The results of an in situ study, in which caged Mytilus spp. were deployed at three sites on the Irish coastline over a 1-year period are presented. All of the selected pharmaceuticals were quantified in wastewater effluent and marine surface waters and three out of the five monitored pharmaceuticals were detected in environmentally exposed mussel tissue.
The potential for pharmaceutical bioaccumulation in fish via trophic level transfer was investigated. A 28-day in vivo experiment was carried out in a flow-through system in which rainbow trout were fed wild marine mussels sampled from one of the most contaminated sites in Ireland. Although low-level residues of trimethoprim were detected in the mussel tissues, no bioaccumulation was reported for this drug or any of the other selected compounds in the liver of the exposed fish.

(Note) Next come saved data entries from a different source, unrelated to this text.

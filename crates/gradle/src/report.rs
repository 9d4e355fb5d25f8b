//! Migration report generation
//!
//! One deterministic, ordered report per run: a before/after entry for
//! every changed declaration, one entry per issue with severity and
//! location, and summary counts. Renders as colored terminal text or JSON.

use crate::error::Result;
use crate::model::{Dialect, MigrationIssue, Severity};
use crate::rewrite::Change;
use colored::Colorize;
use kspshift_core::error::exit_codes;
use serde::{Deserialize, Serialize};
use std::path::PathBuf;

/// How the run treats the files it processes
#[derive(Debug, Clone, Copy, PartialEq, Eq, Serialize, Deserialize)]
#[serde(rename_all = "kebab-case")]
pub enum RunMode {
    /// Report only, never write
    Analyze,
    /// Full pipeline, preview writes
    DryRun,
    /// Full pipeline, write rewritten scripts
    Migrate,
}

/// Report for one build script
#[derive(Debug, Clone, Serialize, Deserialize)]
pub struct FileReport {
    pub path: PathBuf,
    #[serde(skip_serializing_if = "Option::is_none")]
    pub dialect: Option<Dialect>,
    /// Applied (or planned) changes, in source order
    pub changes: Vec<Change>,
    /// Findings, in source order
    pub issues: Vec<MigrationIssue>,
    /// Parse or IO failure that aborted this file
    #[serde(skip_serializing_if = "Option::is_none")]
    pub error: Option<String>,
    /// A conflict blocked rewriting this file
    pub blocked: bool,
    /// The rewritten content was written back
    pub rewritten: bool,
}

impl FileReport {
    /// A file that could not be processed at all
    pub fn failed(path: PathBuf, message: String) -> Self {
        Self {
            path,
            dialect: None,
            changes: Vec::new(),
            issues: Vec::new(),
            error: Some(message),
            blocked: false,
            rewritten: false,
        }
    }

    pub fn conflict_count(&self) -> usize {
        self.count(Severity::Conflict)
    }

    pub fn manual_review_count(&self) -> usize {
        self.count(Severity::ManualReview)
    }

    fn count(&self, severity: Severity) -> usize {
        self.issues.iter().filter(|i| i.severity == severity).count()
    }
}

/// Aggregated report over one batch run
#[derive(Debug, Clone, Serialize, Deserialize)]
pub struct MigrationReport {
    pub mode: RunMode,
    pub rule_table_version: String,
    pub files: Vec<FileReport>,
}

impl MigrationReport {
    pub fn new(mode: RunMode, rule_table_version: impl Into<String>) -> Self {
        Self {
            mode,
            rule_table_version: rule_table_version.into(),
            files: Vec::new(),
        }
    }

    pub fn add(&mut self, file: FileReport) {
        self.files.push(file);
    }

    pub fn change_count(&self) -> usize {
        self.files.iter().map(|f| f.changes.len()).sum()
    }

    pub fn conflict_count(&self) -> usize {
        self.files.iter().map(FileReport::conflict_count).sum()
    }

    pub fn manual_review_count(&self) -> usize {
        self.files.iter().map(FileReport::manual_review_count).sum()
    }

    pub fn failure_count(&self) -> usize {
        self.files.iter().filter(|f| f.error.is_some()).count()
    }

    /// Process exit code for this run
    ///
    /// Unreadable input outranks conflicts; manual-review findings never
    /// change the exit code.
    pub fn exit_code(&self) -> i32 {
        if self.failure_count() > 0 {
            exit_codes::PARSE_ERROR
        } else if self.conflict_count() > 0 {
            exit_codes::CONFLICT
        } else {
            exit_codes::SUCCESS
        }
    }

    /// Export the report as pretty-printed JSON
    pub fn to_json(&self) -> Result<String> {
        Ok(serde_json::to_string_pretty(self)?)
    }

    /// Print the report to the terminal
    pub fn print(&self) {
        let title = match self.mode {
            RunMode::Analyze => "KAPT → KSP Analysis",
            RunMode::DryRun => "KAPT → KSP Migration (dry run)",
            RunMode::Migrate => "KAPT → KSP Migration",
        };
        println!("\n{} {}", title.bold(), format!("(rules {})", self.rule_table_version).dimmed());
        println!("{}", "=".repeat(title.chars().count() + 1).bold());

        for file in &self.files {
            println!();
            println!("📄 {}", file.path.display().to_string().bold());

            if let Some(error) = &file.error {
                println!("  {} {}", "✗".red(), error.red());
                continue;
            }

            if file.changes.is_empty() && file.issues.is_empty() {
                println!("  {}", "nothing to migrate".dimmed());
                continue;
            }

            for change in &file.changes {
                println!(
                    "  {} {} {}",
                    "✓".green(),
                    change.description,
                    format!("(line {})", change.line).dimmed()
                );
                for line in change.before.lines() {
                    println!("    {} {}", "-".red(), line.dimmed());
                }
                for line in change.after.lines() {
                    println!("    {} {}", "+".green(), line);
                }
            }

            for issue in &file.issues {
                let tag = match issue.severity {
                    Severity::Info => "ℹ".blue().to_string(),
                    Severity::ManualReview => "⚠".yellow().to_string(),
                    Severity::Conflict => "✗".red().to_string(),
                };
                println!(
                    "  {} {} {}",
                    tag,
                    issue.message,
                    format!("(line {})", issue.line).dimmed()
                );
            }

            if file.blocked {
                println!("  {}", "file left unchanged because of conflicts".red());
            }
        }

        self.print_summary();
    }

    fn print_summary(&self) {
        let verb = match self.mode {
            RunMode::Migrate => "applied",
            _ => "planned",
        };

        println!();
        let summary = format!(
            "{} change(s) {}, {} manual review(s), {} conflict(s), {} failure(s) across {} file(s)",
            self.change_count(),
            verb,
            self.manual_review_count(),
            self.conflict_count(),
            self.failure_count(),
            self.files.len()
        );

        if self.exit_code() == exit_codes::SUCCESS {
            println!("✅ {}", summary.green());
        } else {
            println!("❌ {}", summary.red());
        }
    }
}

The effect of steaming on the concentrations of five pharmaceutical residues in exposed mussel tissue was investigated in an attempt to assess the potential risk of exposure to humans via ingestion of contaminated seafood. An in vivo experiment was carried out exposing marine mussels to pharmaceutical concentrations via direct injection and water uptake. A selection of water-exposed mussels were cooked (via steaming) resulting in a significant increase of parent pharmaceutical concentrations in the bivalves.